Do I want Iran to go nuclear? Of course not. But the West once again has only itself to blame.
Posted by: troutcor | January 17, 2006 01:50 PM
Christian Right and Nazism:
That is certainly something I've seen in this country to a limited degree. We're seeing a push by a minority to control and enact agenda items that the rest of the country don't really believe in. This minority is embodied in the form of George Bush. But please don't forget that the major reason Bush was reelected was due to domestic concerns, not foreign policy. I've talked about this before and I think it came down to a matter of which guy the american people disliked less. I think in the long run this "coalition of right forces" will run out of steam and be thankfully dumped within the next 4 years. Interesting projections for the interim elections this year already point to America regaining some of its balance and turning away from the kooks that have hijacked the Republican Party (I'm a democrat, by the way). The best thing that could happen to the country is if the Christian Right broke off from the Republicans and formed their own political party. They would then marginalize themselves and take a big part of the Republican Party's base away.

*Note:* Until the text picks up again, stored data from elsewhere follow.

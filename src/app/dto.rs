use crate::domain::classifier::ReturnPattern;
use rmcp::schemars::JsonSchema;
use serde::{Deserialize, Serialize};

#[derive(Debug, Clone, Serialize, Deserialize, JsonSchema)]
pub struct HealthResponse {
    pub graph_path: String,
    pub node_count: usize,
    pub edge_count: usize,
}

#[derive(Debug, Clone, Serialize, Deserialize, JsonSchema)]
pub struct SummaryResponse {
    pub node_count: usize,
    pub edge_count: usize,
    pub dangling_edges: usize,
    pub duplicate_nodes: usize,
    /// In order of first appearance
    pub nodes_by_kind: Vec<KindCount>,
    /// In order of first appearance
    pub edges_by_type: Vec<KindCount>,
}

#[derive(Debug, Clone, PartialEq, Eq, Serialize, Deserialize, JsonSchema)]
pub struct KindCount {
    pub kind: String,
    pub count: usize,
}

#[derive(Debug, Clone, PartialEq, Serialize, Deserialize, JsonSchema)]
pub struct NodeDto {
    pub id: String,
    pub kind: String,
    pub fqn: Option<String>,
    pub name: Option<String>,
    pub file: Option<String>,
    /// 1-based start line, when the node carries a range
    pub line: Option<u32>,
    pub value_kind: Option<String>,
}

/// Request carrying a single node id (`?id=` on HTTP, tool params on MCP)
#[derive(Debug, Clone, Serialize, Deserialize, JsonSchema)]
pub struct NodeRequest {
    pub id: String,
}

#[derive(Debug, Clone, Serialize, Deserialize, JsonSchema)]
pub struct ConsumerDto {
    /// Edge type the consumption was found through
    pub via: String,
    /// Parameter name/position, else the edge type
    pub role: String,
    pub node: NodeDto,
}

#[derive(Debug, Clone, Serialize, Deserialize, JsonSchema)]
pub struct ConsumersResponse {
    pub value_id: String,
    pub consumers: Vec<ConsumerDto>,
    pub is_dead: bool,
}

#[derive(Debug, Clone, Serialize, Deserialize, JsonSchema)]
pub struct ReturnResponse {
    pub method_id: String,
    pub return_value: Option<NodeDto>,
    pub producers: Vec<NodeDto>,
    pub pattern: ReturnPattern,
}

#[derive(Debug, Clone, Default, Serialize, Deserialize, JsonSchema)]
pub struct CasesRequest {
    /// Maximum number of callee groups to return
    pub limit: Option<usize>,
}

#[derive(Debug, Clone, Serialize, Deserialize, JsonSchema)]
pub struct CasesResponse {
    pub total_callees: usize,
    pub total_call_sites: usize,
    /// Every pattern is listed, even with no callees
    pub pattern_summary: Vec<PatternSummaryDto>,
    pub groups: Vec<CaseGroupDto>,
}

#[derive(Debug, Clone, Serialize, Deserialize, JsonSchema)]
pub struct PatternSummaryDto {
    pub pattern: ReturnPattern,
    pub callees: Vec<String>,
}

#[derive(Debug, Clone, Serialize, Deserialize, JsonSchema)]
pub struct CaseGroupDto {
    /// Callee fqn, or its id when the fqn is absent
    pub callee_key: String,
    pub callee: NodeDto,
    pub pattern: ReturnPattern,
    pub return_value: NodeDto,
    pub return_producers: Vec<NodeDto>,
    pub call_sites: Vec<CallSiteDto>,
}

#[derive(Debug, Clone, Serialize, Deserialize, JsonSchema)]
pub struct CallSiteDto {
    pub local: NodeDto,
    pub result: NodeDto,
    pub call: NodeDto,
    pub consumers: Vec<ConsumerDto>,
}

#[derive(Debug, Clone, Serialize, Deserialize, JsonSchema)]
pub struct TraceRequest {
    pub id: String,
    /// Follow calls into the callee's return slot (default true)
    #[serde(default = "default_true")]
    pub cross_calls: bool,
}

fn default_true() -> bool {
    true
}

#[derive(Debug, Clone, Serialize, Deserialize, JsonSchema)]
pub struct HopDto {
    pub via: String,
    pub from: NodeDto,
    pub to: NodeDto,
}

#[derive(Debug, Clone, Copy, PartialEq, Eq, Serialize, Deserialize, JsonSchema)]
#[serde(rename_all = "snake_case")]
pub enum TerminusKind {
    Expression,
    Root,
    Cycle,
}

#[derive(Debug, Clone, Serialize, Deserialize, JsonSchema)]
pub struct TraceResponse {
    pub start: NodeDto,
    pub hops: Vec<HopDto>,
    pub terminus: TerminusKind,
    pub end: NodeDto,
    pub unresolved: bool,
}

#[derive(Debug, Clone, Serialize, Deserialize, JsonSchema)]
pub struct EdgeDto {
    #[serde(rename = "type")]
    pub kind: String,
    /// The node on the other end of the edge
    pub neighbour_id: String,
    /// `None` when the neighbour is not in the graph
    pub neighbour_kind: Option<String>,
    pub parameter: Option<String>,
}

#[derive(Debug, Clone, Serialize, Deserialize, JsonSchema)]
pub struct InspectResponse {
    pub node: NodeDto,
    pub incoming: Vec<EdgeDto>,
    pub outgoing: Vec<EdgeDto>,
}

#[derive(Debug, Clone, Serialize, Deserialize, JsonSchema)]
pub struct VoidMethodDto {
    pub method: NodeDto,
    pub callers: usize,
}

#[derive(Debug, Clone, Serialize, Deserialize, JsonSchema)]
pub struct VoidMethodsResponse {
    pub methods: Vec<VoidMethodDto>,
}
pub mod dto;
pub mod engine;
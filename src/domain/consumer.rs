use crate::domain::edge::EdgeKind;
use crate::domain::index::GraphIndex;
use crate::domain::node::Node;

/// How a consumer reads the value
#[derive(Debug, Clone, Copy, PartialEq, Eq)]
pub struct ConsumerRole<'g> {
    pub via: EdgeKind,
    pub parameter: Option<&'g str>,
}

impl<'g> ConsumerRole<'g> {
    /// Parameter name/position when the edge carries one, else the edge type.
    pub fn label(&self) -> &'g str {
        self.parameter.unwrap_or(self.via.as_str())
    }
}

#[derive(Debug, Clone, Copy, PartialEq)]
pub struct Consumer<'g> {
    pub role: ConsumerRole<'g>,
    pub node: &'g Node,
}

/// Consumer Resolver - finds every reader of a value.
///
/// The graph encodes consumption in two directions: `receiver`/`argument` edges run from
/// the Call to the Value, `used_by` edges run from the Value to the Call. Both are
/// needed for the complete set.
pub struct ConsumerResolver<'g> {
    index: &'g GraphIndex,
}

impl<'g> ConsumerResolver<'g> {
    pub fn new(index: &'g GraphIndex) -> Self {
        Self { index }
    }

    /// `receiver`/`argument` readers first, then `used_by` readers, each in edge order.
    /// An empty result means the value is dead within the visible graph.
    pub fn consumers_of(&self, value_id: &str) -> Vec<Consumer<'g>> {
        let index = self.index;

        let by_call = index
            .incoming(value_id)
            .filter(|e| matches!(e.kind, EdgeKind::Receiver | EdgeKind::Argument))
            .filter_map(|e| Some((e, index.node(&e.source)?)));

        let by_value = index
            .outgoing_of_kind(value_id, EdgeKind::UsedBy)
            .filter_map(|e| Some((e, index.node(&e.target)?)));

        by_call
            .chain(by_value)
            .map(|(edge, node)| Consumer {
                role: ConsumerRole {
                    via: edge.kind,
                    parameter: edge.parameter.as_deref(),
                },
                node,
            })
            .collect()
    }

    pub fn is_dead(&self, value_id: &str) -> bool {
        self.consumers_of(value_id).is_empty()
    }
}

#[cfg(test)]
mod tests {
    use super::*;
    use crate::domain::edge::Edge;
    use crate::domain::graph::SotGraph;
    use crate::domain::node::{NodeKind, ValueKind};

    fn index() -> GraphIndex {
        GraphIndex::build(SotGraph::new(
            vec![
                Node::new("v", NodeKind::Value).with_value_kind(ValueKind::Local),
                Node::new("dead", NodeKind::Value).with_value_kind(ValueKind::Local),
                Node::new("c1", NodeKind::Call),
                Node::new("c2", NodeKind::Call),
                Node::new("c3", NodeKind::Call),
            ],
            vec![
                Edge::new("v", "c3", EdgeKind::UsedBy).with_parameter("arg0"),
                Edge::new("c1", "v", EdgeKind::Receiver),
                Edge::new("c2", "v", EdgeKind::Argument).with_parameter("$order"),
                Edge::new("c2", "v", EdgeKind::Produces),
                Edge::new("v", "ghost", EdgeKind::UsedBy),
            ],
        ))
    }

    #[test]
    fn test_both_directions_are_collected() {
        let index = index();
        let resolver = ConsumerResolver::new(&index);
        let found: Vec<(&str, &str)> = resolver
            .consumers_of("v")
            .iter()
            .map(|c| (c.role.label(), c.node.id.as_str()))
            .collect();
        assert_eq!(
            found,
            vec![("receiver", "c1"), ("$order", "c2"), ("arg0", "c3")]
        );
    }

    #[test]
    fn test_dead_value() {
        let index = index();
        let resolver = ConsumerResolver::new(&index);
        assert!(resolver.is_dead("dead"));
        assert!(resolver.is_dead("unknown"));
        assert!(!resolver.is_dead("v"));
    }
}
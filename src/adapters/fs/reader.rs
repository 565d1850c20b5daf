use crate::domain::graph::SotGraph;
use crate::domain::ports::GraphSource;
use anyhow::{Context, Result};
use std::path::{Path, PathBuf};
use tracing::info;

/// File system graph source: a SoT JSON document on disk
pub struct JsonFileGraphSource {
    path: PathBuf,
}

impl JsonFileGraphSource {
    pub fn new(path: impl AsRef<Path>) -> Self {
        Self {
            path: path.as_ref().to_path_buf(),
        }
    }
}

impl GraphSource for JsonFileGraphSource {
    fn load(&self) -> Result<SotGraph> {
        let json = std::fs::read_to_string(&self.path)
            .with_context(|| format!("Failed to read graph JSON: {}", self.path.display()))?;
        let graph = SotGraph::from_json(&json)
            .with_context(|| format!("Failed to parse graph JSON: {}", self.path.display()))?;
        info!(
            path = %self.path.display(),
            nodes = graph.nodes.len(),
            edges = graph.edges.len(),
            "Loaded graph"
        );
        Ok(graph)
    }
}
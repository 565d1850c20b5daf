use crate::domain::edge::{Edge, EdgeKind};
use crate::domain::index::GraphIndex;

/// Provenance Tracer - single-hop lookups on where a value's content comes from.
///
/// Multi-hop chains are composed by callers (see `chain::trace_origin`) so that every
/// hop stays visible.
pub struct ProvenanceTracer<'g> {
    index: &'g GraphIndex,
}

impl<'g> ProvenanceTracer<'g> {
    pub fn new(index: &'g GraphIndex) -> Self {
        Self { index }
    }

    /// `assigned_from` edges sourced at `value_id` (several when conditionally assigned)
    pub fn trace_assignment(&self, value_id: &str) -> Vec<&'g Edge> {
        self.index
            .outgoing_of_kind(value_id, EdgeKind::AssignedFrom)
            .collect()
    }

    /// `produces` edges targeting `value_id`: the expressions that write into it
    pub fn trace_production(&self, value_id: &str) -> Vec<&'g Edge> {
        self.index
            .incoming_of_kind(value_id, EdgeKind::Produces)
            .collect()
    }

    /// No assignment and no production: a root (typically a parameter).
    pub fn is_unresolved(&self, value_id: &str) -> bool {
        self.index
            .outgoing_of_kind(value_id, EdgeKind::AssignedFrom)
            .next()
            .is_none()
            && self
                .index
                .incoming_of_kind(value_id, EdgeKind::Produces)
                .next()
                .is_none()
    }
}
use crate::cancel::CancelToken;
use crate::config::{resolve_jobs, RawConfig, DEFAULT_INPUT};
use crate::error::ContribError;
use crate::export::{preflight, write_output, OutputFormat};
use crate::remote::GitHubClient;
use crate::report::Reporter;
use crate::run::run_jobs;
use anyhow::{Context, Result};
use clap::Parser;
use std::fs::File;
use std::io::{self, BufWriter, Write};
use std::path::{Path, PathBuf};
use std::time::Instant;

pub const TOKEN_VAR: &str = "GITHUB_AUTH_TOKEN";

#[derive(Parser)]
#[command(name = "contrib-stats")]
#[command(about = "Per-author changed-line totals across GitHub repositories")]
#[command(version)]
pub struct Cli {
    #[arg(short, long, help = "Do not output verbose information")]
    pub silent: bool,

    #[arg(
        short,
        long,
        default_value = "-",
        help = "Input toml file (or the built-in default if '-')"
    )]
    pub input: PathBuf,

    #[arg(
        short,
        long,
        default_value = "-",
        help = "Output file, format chosen by extension (or stdout if '-')"
    )]
    pub output: PathBuf,
}

fn is_stdio(path: &Path) -> bool {
    path.as_os_str() == "-"
}

impl Cli {
    pub fn parse() -> Self {
        <Self as Parser>::parse()
    }

    fn output_target(&self) -> Option<&Path> {
        (!is_stdio(&self.output)).then_some(self.output.as_path())
    }

    pub fn execute(self) -> Result<()> {
        let reporter = Reporter::new(self.silent);
        let started = Instant::now();

        let input = self.read_input(&reporter)?;
        let mut output = self.open_output()?;

        let raw = RawConfig::from_toml(&input).context("Failed to parse input document")?;
        let jobs = resolve_jobs(&raw).context("Failed to resolve stat groups")?;

        let target = self.output_target();
        for advisory in preflight(target, raw.job_count()) {
            reporter.warn(advisory);
        }

        if let Some(env_path) = &raw.env {
            if let Err(e) = dotenvy::from_path(env_path) {
                reporter.warn(format_args!("could not load env file {}: {e}", env_path.display()));
            }
        }

        let client = GitHubClient::new(std::env::var(TOKEN_VAR).ok());
        if !client.is_authenticated() {
            reporter.warn("using no api token is not recommended, you will get ratelimited!");
        }

        let cancel = CancelToken::new();
        if let Err(e) = cancel.install_interrupt_handler(move || reporter.interrupted()) {
            reporter.warn(format_args!("could not install interrupt handler: {e}"));
        }

        reporter.starting();
        let table = match run_jobs(&jobs, &client, &reporter, &cancel) {
            Ok(table) => table,
            Err(ContribError::Interrupted) => {
                reporter.interrupted();
                return Ok(());
            }
            Err(e) => return Err(e).context("Failed to collect contribution stats"),
        };
        reporter.done(&table, started.elapsed());

        write_output(&mut output, &table, OutputFormat::from_target(target))
            .context("Failed to write output")?;
        Ok(())
    }

    fn read_input(&self, reporter: &Reporter) -> Result<String> {
        if is_stdio(&self.input) {
            reporter.warn("no input file provided, using default!");
            return Ok(DEFAULT_INPUT.to_string());
        }
        std::fs::read_to_string(&self.input)
            .map_err(|source| ContribError::InputOpen {
                path: self.input.clone(),
                source,
            })
            .context("Failed to read input")
    }

    fn open_output(&self) -> Result<Box<dyn Write>> {
        if is_stdio(&self.output) {
            return Ok(Box::new(io::stdout().lock()));
        }
        let file = File::create(&self.output)
            .map_err(|source| ContribError::OutputOpen {
                path: self.output.clone(),
                source,
            })
            .context("Failed to open output")?;
        Ok(Box::new(BufWriter::new(file)))
    }
}

/// Exit status for a failed run, taken from the first [`ContribError`] in
/// the chain.
pub fn exit_code(err: &anyhow::Error) -> u8 {
    err.chain()
        .find_map(|cause| cause.downcast_ref::<ContribError>())
        .map(ContribError::exit_code)
        .unwrap_or(1)
}
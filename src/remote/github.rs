use super::{CommitIter, RepoHost};
use crate::error::{ContribError, Result};
use crate::model::{CommitRecord, FileChange, RepoRef, TimeWindow};
use chrono::SecondsFormat;
use serde::de::DeserializeOwned;
use serde::Deserialize;
use std::cell::RefCell;
use std::collections::{HashMap, VecDeque};
use std::time::Duration;
use tracing::debug;

const API_ROOT: &str = "https://api.github.com";
const PAGE_SIZE: usize = 100;
const CONNECT_TIMEOUT: Duration = Duration::from_secs(15);
const READ_TIMEOUT: Duration = Duration::from_secs(60);

#[derive(Debug, Deserialize)]
struct RepoPayload {
    full_name: String,
}

#[derive(Debug, Deserialize)]
struct UserRef {
    login: String,
}

#[derive(Debug, Deserialize)]
struct ListedCommit {
    sha: String,
    author: Option<UserRef>,
}

#[derive(Debug, Deserialize)]
struct CommitDetail {
    #[serde(default)]
    files: Vec<FilePayload>,
}

#[derive(Debug, Deserialize)]
struct FilePayload {
    filename: String,
    #[serde(default)]
    changes: u64,
}

#[derive(Debug, Deserialize)]
struct UserProfile {
    name: Option<String>,
}

/// Builds the record for one listed commit. Files only count when the
/// author resolved to a display name.
fn commit_record(author: Option<String>, detail: Option<CommitDetail>) -> CommitRecord {
    let files = match (&author, detail) {
        (Some(_), Some(detail)) => detail
            .files
            .into_iter()
            .map(|f| FileChange::new(f.filename, f.changes))
            .collect(),
        _ => Vec::new(),
    };
    CommitRecord { author, files }
}

/// Blocking GitHub REST client.
pub struct GitHubClient {
    agent: ureq::Agent,
    token: Option<String>,
    display_names: RefCell<HashMap<String, Option<String>>>,
}

impl GitHubClient {
    pub fn new(token: Option<String>) -> Self {
        let agent = ureq::AgentBuilder::new()
            .user_agent(concat!("contrib-stats/", env!("CARGO_PKG_VERSION")))
            .timeout_connect(CONNECT_TIMEOUT)
            .timeout_read(READ_TIMEOUT)
            .build();
        Self {
            agent,
            token,
            display_names: RefCell::new(HashMap::new()),
        }
    }

    pub fn is_authenticated(&self) -> bool {
        self.token.is_some()
    }

    fn get_json<T: DeserializeOwned>(
        &self,
        path: &str,
        query: &[(&str, String)],
    ) -> std::result::Result<T, ureq::Error> {
        let url = format!("{API_ROOT}{path}");
        debug!(%url, ?query, "GET");

        let mut request = self
            .agent
            .get(&url)
            .set("Accept", "application/vnd.github+json");
        if let Some(token) = &self.token {
            request = request.set("Authorization", &format!("Bearer {token}"));
        }
        for (key, value) in query {
            request = request.query(key, value);
        }

        let response = request.call()?;
        Ok(response.into_json()?)
    }

    /// Profile display name for `login`, fetched once per login.
    fn display_name(&self, login: &str) -> Result<Option<String>> {
        if let Some(cached) = self.display_names.borrow().get(login) {
            return Ok(cached.clone());
        }
        let profile: UserProfile = self
            .get_json(&format!("/users/{login}"), &[])
            .map_err(|e| remote_error(&format!("user {login}"), e))?;
        self.display_names
            .borrow_mut()
            .insert(login.to_string(), profile.name.clone());
        Ok(profile.name)
    }

    fn commit_detail(&self, repo: &RepoRef, sha: &str) -> Result<CommitDetail> {
        self.get_json(&format!("/repos/{}/commits/{sha}", repo.full_name), &[])
            .map_err(|e| remote_error(&format!("commit {sha}"), e))
    }
}

impl RepoHost for GitHubClient {
    fn resolve(&self, full_name: &str) -> Result<RepoRef> {
        let payload: RepoPayload = self
            .get_json(&format!("/repos/{full_name}"), &[])
            .map_err(|e| resolve_error(full_name, e))?;
        Ok(RepoRef {
            full_name: payload.full_name,
        })
    }

    fn commits<'a>(&'a self, repo: &'a RepoRef, window: &TimeWindow) -> CommitIter<'a> {
        Box::new(CommitPages {
            client: self,
            repo,
            since: window.start.to_rfc3339_opts(SecondsFormat::Secs, true),
            until: window.end.to_rfc3339_opts(SecondsFormat::Secs, true),
            page: 0,
            buffer: VecDeque::new(),
            exhausted: false,
        })
    }
}

/// Lazily walks the paged commit listing, fetching file details per commit.
struct CommitPages<'a> {
    client: &'a GitHubClient,
    repo: &'a RepoRef,
    since: String,
    until: String,
    page: u32,
    buffer: VecDeque<ListedCommit>,
    exhausted: bool,
}

impl CommitPages<'_> {
    fn fetch_page(&mut self) -> Result<()> {
        self.page += 1;
        let query = [
            ("since", self.since.clone()),
            ("until", self.until.clone()),
            ("per_page", PAGE_SIZE.to_string()),
            ("page", self.page.to_string()),
        ];
        let listed: Vec<ListedCommit> = self
            .client
            .get_json(&format!("/repos/{}/commits", self.repo.full_name), &query)
            .map_err(|e| remote_error(&format!("commits of {}", self.repo.full_name), e))?;
        self.absorb_page(listed);
        Ok(())
    }

    /// A page shorter than `PAGE_SIZE` is the last one.
    fn absorb_page(&mut self, listed: Vec<ListedCommit>) {
        if listed.len() < PAGE_SIZE {
            self.exhausted = true;
        }
        self.buffer.extend(listed);
    }

    fn record(&self, listed: ListedCommit) -> Result<CommitRecord> {
        let author = match &listed.author {
            Some(user) => self.client.display_name(&user.login)?,
            None => None,
        };
        // no point fetching files nobody will be credited for
        let detail = match author {
            Some(_) => Some(self.client.commit_detail(self.repo, &listed.sha)?),
            None => None,
        };
        Ok(commit_record(author, detail))
    }
}

impl Iterator for CommitPages<'_> {
    type Item = Result<CommitRecord>;

    fn next(&mut self) -> Option<Self::Item> {
        if self.buffer.is_empty() && !self.exhausted {
            if let Err(e) = self.fetch_page() {
                self.exhausted = true;
                return Some(Err(e));
            }
        }
        let listed = self.buffer.pop_front()?;
        Some(self.record(listed))
    }
}

fn describe(err: ureq::Error) -> String {
    match err {
        ureq::Error::Status(code, response) => {
            format!("{code} {}", response.status_text())
        }
        ureq::Error::Transport(transport) => transport.to_string(),
    }
}

fn resolve_error(full_name: &str, err: ureq::Error) -> ContribError {
    ContribError::RepoResolve {
        repo: full_name.to_string(),
        reason: describe(err),
    }
}

fn remote_error(what: &str, err: ureq::Error) -> ContribError {
    ContribError::Remote(format!("{what}: {}", describe(err)))
}

#[cfg(test)]
mod tests {
    use super::*;
    use serde_json::json;

    fn listed(value: serde_json::Value) -> Vec<ListedCommit> {
        serde_json::from_value(value).unwrap()
    }

    fn pages<'a>(client: &'a GitHubClient, repo: &'a RepoRef) -> CommitPages<'a> {
        CommitPages {
            client,
            repo,
            since: String::new(),
            until: String::new(),
            page: 1,
            buffer: VecDeque::new(),
            exhausted: false,
        }
    }

    #[test]
    fn null_author_yields_no_author_and_no_files() {
        let client = GitHubClient::new(None);
        let repo = RepoRef { full_name: "o/r".into() };
        let mut pages = pages(&client, &repo);
        pages.absorb_page(listed(json!([{ "sha": "abc", "author": null }])));

        let record = pages.next().unwrap().unwrap();
        assert_eq!(record, CommitRecord { author: None, files: vec![] });
        assert!(pages.next().is_none());
    }

    #[test]
    fn profile_without_name_counts_as_no_author() {
        let client = GitHubClient::new(None);
        let profile: UserProfile = serde_json::from_value(json!({ "login": "ghost", "name": null })).unwrap();
        client
            .display_names
            .borrow_mut()
            .insert("ghost".into(), profile.name);
        let repo = RepoRef { full_name: "o/r".into() };
        let mut pages = pages(&client, &repo);
        pages.absorb_page(listed(json!([{ "sha": "abc", "author": { "login": "ghost" } }])));

        let record = pages.next().unwrap().unwrap();
        assert_eq!(record.author, None);
        assert!(record.files.is_empty());
    }

    #[test]
    fn detail_files_map_with_missing_changes_as_zero() {
        let detail: CommitDetail = serde_json::from_value(json!({
            "sha": "abc",
            "files": [
                { "filename": "src/a.ts", "changes": 4 },
                { "filename": "bin/blob.png" }
            ]
        }))
        .unwrap();

        let record = commit_record(Some("Alice".into()), Some(detail));
        assert_eq!(
            record.files,
            vec![FileChange::new("src/a.ts", 4), FileChange::new("bin/blob.png", 0)]
        );
    }

    #[test]
    fn files_dropped_without_author() {
        let detail: CommitDetail =
            serde_json::from_value(json!({ "files": [{ "filename": "a.ts", "changes": 1 }] })).unwrap();
        assert!(commit_record(None, Some(detail)).files.is_empty());
        assert!(commit_record(Some("Bob".into()), None).files.is_empty());
    }

    #[test]
    fn short_page_ends_listing() {
        let client = GitHubClient::new(None);
        let repo = RepoRef { full_name: "o/r".into() };

        let mut full = pages(&client, &repo);
        let commits: Vec<_> = (0..PAGE_SIZE)
            .map(|i| json!({ "sha": format!("{i:x}"), "author": null }))
            .collect();
        full.absorb_page(listed(serde_json::Value::Array(commits)));
        assert!(!full.exhausted);

        let mut short = pages(&client, &repo);
        short.absorb_page(listed(json!([{ "sha": "a", "author": null }])));
        assert!(short.exhausted);

        let mut empty = pages(&client, &repo);
        empty.absorb_page(Vec::new());
        assert!(empty.exhausted);
        assert!(empty.next().is_none());
    }

    #[test]
    fn missing_repository_maps_to_resolve_error() {
        let response = ureq::Response::new(404, "Not Found", "{}").unwrap();
        let err = resolve_error("o/missing", ureq::Error::Status(404, response));

        assert!(matches!(err, ContribError::RepoResolve { ref repo, ref reason }
            if repo == "o/missing" && reason == "404 Not Found"));
        assert_eq!(err.exit_code(), 4);
    }
}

Ahmadinejad has also displayed some creepy tendencies in his own right though. There have been several articles talking about him seeing a halo above his head and having the UN crowd mesmerized, etc...
Actually, the biggest threat Iran poses is its leadership; SpeakOutForDemocracy pointed to the fact that the younger generation are not as inclined towards that hardcore politico-religious blending of forces. Unfortunately, as in China, the majority aren't always able to capitalize on this fact. The Chinese regime has held fast even after the death of pretty much all the old hardcore CCP members and shows no signs of relaxing their grip on the people.
The point is, any dictatorial regime with nuclear weapons is a scary thought. I don't like that China, Russia, Pakistan and North Korea have them. The prospect remains that a totalitarian government seems much more likely to use such weapons, especially if they see their own regime about to fall, than a democratic nation. At least in a democracy if you don't like your leaders you can get rid of them peacably.
Posted by: Brian | January 17, 2006 02:47 PM
I worry that some people are letting their Anti-Bushism get the worst of them. When you discuss the utility (or utter lack thereof) of allowing Iran to get The Bomb, injecting some trite bit about Iraq just reveals your true position. While Iraq may just be a quagmire, a tragedy, an international crime, or bad policy, it is unrelated to the damage projected by Iran aquiring The Bomb.
Say what you want about America's imperialism, it's poor history, Iraq, and Israel, but if Iran gets The Bomb, millions of people will die. Many of these people will be Iranians.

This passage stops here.